*THE PROBLEM*. Starting from the first line below, count every line holding the word "free", then state the total alone.

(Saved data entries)
----------

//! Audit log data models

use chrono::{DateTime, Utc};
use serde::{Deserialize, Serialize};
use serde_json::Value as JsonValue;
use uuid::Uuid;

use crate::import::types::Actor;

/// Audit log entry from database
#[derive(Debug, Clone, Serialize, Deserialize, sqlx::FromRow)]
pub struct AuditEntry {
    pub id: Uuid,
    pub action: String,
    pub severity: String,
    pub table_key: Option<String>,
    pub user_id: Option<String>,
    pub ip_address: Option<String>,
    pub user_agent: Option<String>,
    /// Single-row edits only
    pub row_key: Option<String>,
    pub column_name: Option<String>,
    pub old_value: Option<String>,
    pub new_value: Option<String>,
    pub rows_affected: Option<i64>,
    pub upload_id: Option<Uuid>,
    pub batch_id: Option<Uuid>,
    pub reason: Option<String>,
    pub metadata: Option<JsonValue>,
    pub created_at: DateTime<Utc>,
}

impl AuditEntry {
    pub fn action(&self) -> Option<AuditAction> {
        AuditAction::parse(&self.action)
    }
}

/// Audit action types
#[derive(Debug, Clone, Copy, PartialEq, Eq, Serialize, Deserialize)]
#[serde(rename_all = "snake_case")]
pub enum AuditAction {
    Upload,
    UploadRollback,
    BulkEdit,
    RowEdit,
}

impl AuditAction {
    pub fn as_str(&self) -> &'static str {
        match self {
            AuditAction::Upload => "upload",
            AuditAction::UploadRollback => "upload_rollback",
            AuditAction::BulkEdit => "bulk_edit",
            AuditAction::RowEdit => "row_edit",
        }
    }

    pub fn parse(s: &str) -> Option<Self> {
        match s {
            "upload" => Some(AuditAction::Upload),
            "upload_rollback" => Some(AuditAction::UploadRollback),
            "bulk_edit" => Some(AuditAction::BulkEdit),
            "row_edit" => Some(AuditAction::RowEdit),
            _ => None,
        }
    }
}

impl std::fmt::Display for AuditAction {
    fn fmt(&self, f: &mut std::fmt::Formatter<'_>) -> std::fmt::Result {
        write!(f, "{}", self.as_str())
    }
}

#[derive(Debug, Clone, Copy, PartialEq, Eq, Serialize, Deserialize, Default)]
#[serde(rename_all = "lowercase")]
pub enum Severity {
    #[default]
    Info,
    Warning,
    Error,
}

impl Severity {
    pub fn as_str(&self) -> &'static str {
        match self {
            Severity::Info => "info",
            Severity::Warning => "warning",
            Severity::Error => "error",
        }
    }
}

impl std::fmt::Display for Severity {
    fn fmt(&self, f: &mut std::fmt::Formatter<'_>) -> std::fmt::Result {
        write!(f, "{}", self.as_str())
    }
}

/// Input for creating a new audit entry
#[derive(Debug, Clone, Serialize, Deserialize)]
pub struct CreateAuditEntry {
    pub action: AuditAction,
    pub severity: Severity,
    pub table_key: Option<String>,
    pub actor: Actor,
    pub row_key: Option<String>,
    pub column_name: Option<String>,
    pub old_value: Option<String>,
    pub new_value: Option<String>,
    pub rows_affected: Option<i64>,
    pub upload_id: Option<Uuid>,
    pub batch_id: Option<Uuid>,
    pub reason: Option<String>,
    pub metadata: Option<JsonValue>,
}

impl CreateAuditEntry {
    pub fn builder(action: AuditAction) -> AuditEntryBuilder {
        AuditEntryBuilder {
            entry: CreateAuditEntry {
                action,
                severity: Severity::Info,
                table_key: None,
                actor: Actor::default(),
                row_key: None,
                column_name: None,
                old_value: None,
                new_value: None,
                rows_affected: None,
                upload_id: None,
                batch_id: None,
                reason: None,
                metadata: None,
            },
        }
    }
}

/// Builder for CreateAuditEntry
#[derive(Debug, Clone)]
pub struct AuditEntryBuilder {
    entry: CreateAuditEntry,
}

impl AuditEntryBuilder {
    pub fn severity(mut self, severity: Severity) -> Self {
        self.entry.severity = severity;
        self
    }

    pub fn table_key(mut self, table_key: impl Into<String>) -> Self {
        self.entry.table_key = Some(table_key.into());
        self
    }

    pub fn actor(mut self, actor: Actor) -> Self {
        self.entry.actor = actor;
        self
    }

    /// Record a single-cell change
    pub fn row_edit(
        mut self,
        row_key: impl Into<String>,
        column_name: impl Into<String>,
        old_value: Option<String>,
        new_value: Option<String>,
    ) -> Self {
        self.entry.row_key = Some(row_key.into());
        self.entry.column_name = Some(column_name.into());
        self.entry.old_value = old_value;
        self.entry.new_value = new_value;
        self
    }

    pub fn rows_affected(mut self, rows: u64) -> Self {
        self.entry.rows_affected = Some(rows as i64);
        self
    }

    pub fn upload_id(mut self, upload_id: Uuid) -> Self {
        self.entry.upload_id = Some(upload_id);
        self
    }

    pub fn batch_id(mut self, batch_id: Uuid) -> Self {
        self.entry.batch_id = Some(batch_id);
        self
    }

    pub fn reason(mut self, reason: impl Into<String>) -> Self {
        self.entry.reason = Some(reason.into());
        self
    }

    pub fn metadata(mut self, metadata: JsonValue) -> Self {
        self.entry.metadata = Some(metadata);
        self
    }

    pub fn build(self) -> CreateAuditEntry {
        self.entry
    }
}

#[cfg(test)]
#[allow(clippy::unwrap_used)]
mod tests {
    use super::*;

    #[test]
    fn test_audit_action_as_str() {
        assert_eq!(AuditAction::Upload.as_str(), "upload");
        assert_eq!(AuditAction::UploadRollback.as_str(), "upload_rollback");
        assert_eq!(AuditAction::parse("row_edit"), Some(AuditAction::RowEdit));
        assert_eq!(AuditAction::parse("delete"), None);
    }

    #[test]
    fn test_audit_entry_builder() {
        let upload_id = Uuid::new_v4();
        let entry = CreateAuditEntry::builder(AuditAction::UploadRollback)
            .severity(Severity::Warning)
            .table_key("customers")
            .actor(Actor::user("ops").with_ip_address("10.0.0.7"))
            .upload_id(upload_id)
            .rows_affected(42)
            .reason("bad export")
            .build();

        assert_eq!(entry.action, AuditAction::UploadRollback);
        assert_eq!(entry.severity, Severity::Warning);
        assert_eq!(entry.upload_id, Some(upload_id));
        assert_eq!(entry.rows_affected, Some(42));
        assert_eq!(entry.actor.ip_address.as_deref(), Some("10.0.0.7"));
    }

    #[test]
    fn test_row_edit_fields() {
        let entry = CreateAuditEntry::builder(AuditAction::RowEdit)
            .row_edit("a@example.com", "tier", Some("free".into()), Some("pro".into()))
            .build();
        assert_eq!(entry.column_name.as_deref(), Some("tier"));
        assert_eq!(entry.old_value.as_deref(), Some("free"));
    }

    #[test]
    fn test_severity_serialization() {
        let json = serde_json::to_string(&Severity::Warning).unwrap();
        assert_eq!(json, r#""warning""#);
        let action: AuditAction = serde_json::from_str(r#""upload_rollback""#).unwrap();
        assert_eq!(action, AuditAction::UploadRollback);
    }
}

----------

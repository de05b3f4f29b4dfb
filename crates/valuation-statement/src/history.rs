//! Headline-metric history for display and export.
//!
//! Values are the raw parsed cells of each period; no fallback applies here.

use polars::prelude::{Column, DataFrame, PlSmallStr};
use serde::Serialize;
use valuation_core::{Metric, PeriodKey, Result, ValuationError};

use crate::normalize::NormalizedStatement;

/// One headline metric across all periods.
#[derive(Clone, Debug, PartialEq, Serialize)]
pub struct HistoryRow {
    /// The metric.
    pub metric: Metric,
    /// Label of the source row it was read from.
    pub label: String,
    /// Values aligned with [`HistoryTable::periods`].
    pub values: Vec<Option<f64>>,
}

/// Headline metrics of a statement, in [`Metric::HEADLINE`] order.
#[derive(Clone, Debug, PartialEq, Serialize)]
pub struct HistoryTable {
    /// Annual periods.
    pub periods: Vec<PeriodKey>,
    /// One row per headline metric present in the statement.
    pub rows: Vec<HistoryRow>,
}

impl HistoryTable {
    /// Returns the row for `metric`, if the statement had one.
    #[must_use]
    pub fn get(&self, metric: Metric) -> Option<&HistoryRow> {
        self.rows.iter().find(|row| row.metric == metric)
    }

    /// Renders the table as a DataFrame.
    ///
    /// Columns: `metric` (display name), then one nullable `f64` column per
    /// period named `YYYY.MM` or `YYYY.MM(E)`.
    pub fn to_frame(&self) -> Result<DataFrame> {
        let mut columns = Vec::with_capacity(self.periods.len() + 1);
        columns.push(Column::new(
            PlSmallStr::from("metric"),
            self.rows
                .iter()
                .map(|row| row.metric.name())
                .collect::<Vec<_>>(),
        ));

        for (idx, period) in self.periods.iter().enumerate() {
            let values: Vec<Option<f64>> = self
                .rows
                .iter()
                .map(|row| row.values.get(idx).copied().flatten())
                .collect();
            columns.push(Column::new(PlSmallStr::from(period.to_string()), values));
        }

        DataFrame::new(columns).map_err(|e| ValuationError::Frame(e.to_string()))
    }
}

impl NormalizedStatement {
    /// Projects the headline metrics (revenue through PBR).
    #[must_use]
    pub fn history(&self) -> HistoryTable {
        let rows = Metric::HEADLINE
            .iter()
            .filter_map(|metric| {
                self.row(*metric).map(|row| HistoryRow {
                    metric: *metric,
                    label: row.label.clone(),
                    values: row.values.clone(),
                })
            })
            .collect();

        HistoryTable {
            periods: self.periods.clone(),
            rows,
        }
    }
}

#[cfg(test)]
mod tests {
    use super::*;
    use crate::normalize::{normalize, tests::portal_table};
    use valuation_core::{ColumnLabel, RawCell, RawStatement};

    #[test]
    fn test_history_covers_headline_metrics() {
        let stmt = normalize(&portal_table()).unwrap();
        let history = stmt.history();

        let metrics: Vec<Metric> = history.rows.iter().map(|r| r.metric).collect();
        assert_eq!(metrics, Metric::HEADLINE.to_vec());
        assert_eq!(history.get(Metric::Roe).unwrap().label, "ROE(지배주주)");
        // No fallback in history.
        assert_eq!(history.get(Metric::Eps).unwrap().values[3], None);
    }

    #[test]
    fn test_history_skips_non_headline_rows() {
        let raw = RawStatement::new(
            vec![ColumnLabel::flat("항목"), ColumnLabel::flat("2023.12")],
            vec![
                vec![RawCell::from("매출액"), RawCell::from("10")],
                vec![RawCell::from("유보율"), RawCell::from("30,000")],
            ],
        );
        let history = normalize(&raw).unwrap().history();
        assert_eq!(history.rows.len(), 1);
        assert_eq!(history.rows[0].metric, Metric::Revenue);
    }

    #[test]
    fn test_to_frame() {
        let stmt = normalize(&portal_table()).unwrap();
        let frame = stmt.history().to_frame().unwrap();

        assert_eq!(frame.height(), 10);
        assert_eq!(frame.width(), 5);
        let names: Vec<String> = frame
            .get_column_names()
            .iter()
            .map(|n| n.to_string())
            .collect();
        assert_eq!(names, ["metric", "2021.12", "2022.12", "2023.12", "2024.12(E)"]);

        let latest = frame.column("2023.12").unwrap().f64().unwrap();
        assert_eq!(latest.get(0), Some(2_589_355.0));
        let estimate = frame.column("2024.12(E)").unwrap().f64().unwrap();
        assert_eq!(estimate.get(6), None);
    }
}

----------

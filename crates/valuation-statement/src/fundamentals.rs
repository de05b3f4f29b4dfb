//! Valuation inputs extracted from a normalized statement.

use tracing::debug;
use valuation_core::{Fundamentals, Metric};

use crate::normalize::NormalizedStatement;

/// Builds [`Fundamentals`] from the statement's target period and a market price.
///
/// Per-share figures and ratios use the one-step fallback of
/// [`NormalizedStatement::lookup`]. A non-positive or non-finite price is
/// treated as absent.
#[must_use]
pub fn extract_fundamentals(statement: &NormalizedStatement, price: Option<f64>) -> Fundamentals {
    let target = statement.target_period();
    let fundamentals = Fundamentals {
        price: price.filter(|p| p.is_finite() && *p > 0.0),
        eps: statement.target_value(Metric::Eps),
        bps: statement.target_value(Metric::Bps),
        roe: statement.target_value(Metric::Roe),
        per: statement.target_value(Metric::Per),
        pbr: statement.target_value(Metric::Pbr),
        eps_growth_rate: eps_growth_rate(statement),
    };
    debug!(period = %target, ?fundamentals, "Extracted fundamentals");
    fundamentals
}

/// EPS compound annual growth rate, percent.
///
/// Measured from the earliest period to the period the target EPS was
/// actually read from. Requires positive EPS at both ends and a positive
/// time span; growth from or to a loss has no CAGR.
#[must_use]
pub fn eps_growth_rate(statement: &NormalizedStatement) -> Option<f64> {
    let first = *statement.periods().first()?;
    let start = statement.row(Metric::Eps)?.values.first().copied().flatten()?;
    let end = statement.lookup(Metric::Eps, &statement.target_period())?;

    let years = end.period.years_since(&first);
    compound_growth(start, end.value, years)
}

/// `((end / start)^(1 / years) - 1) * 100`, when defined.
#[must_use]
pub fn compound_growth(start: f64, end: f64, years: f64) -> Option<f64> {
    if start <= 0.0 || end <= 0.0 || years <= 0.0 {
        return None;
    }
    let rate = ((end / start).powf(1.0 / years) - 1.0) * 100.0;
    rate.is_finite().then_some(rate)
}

----------

*OUTPUT OF THE TASK*. 2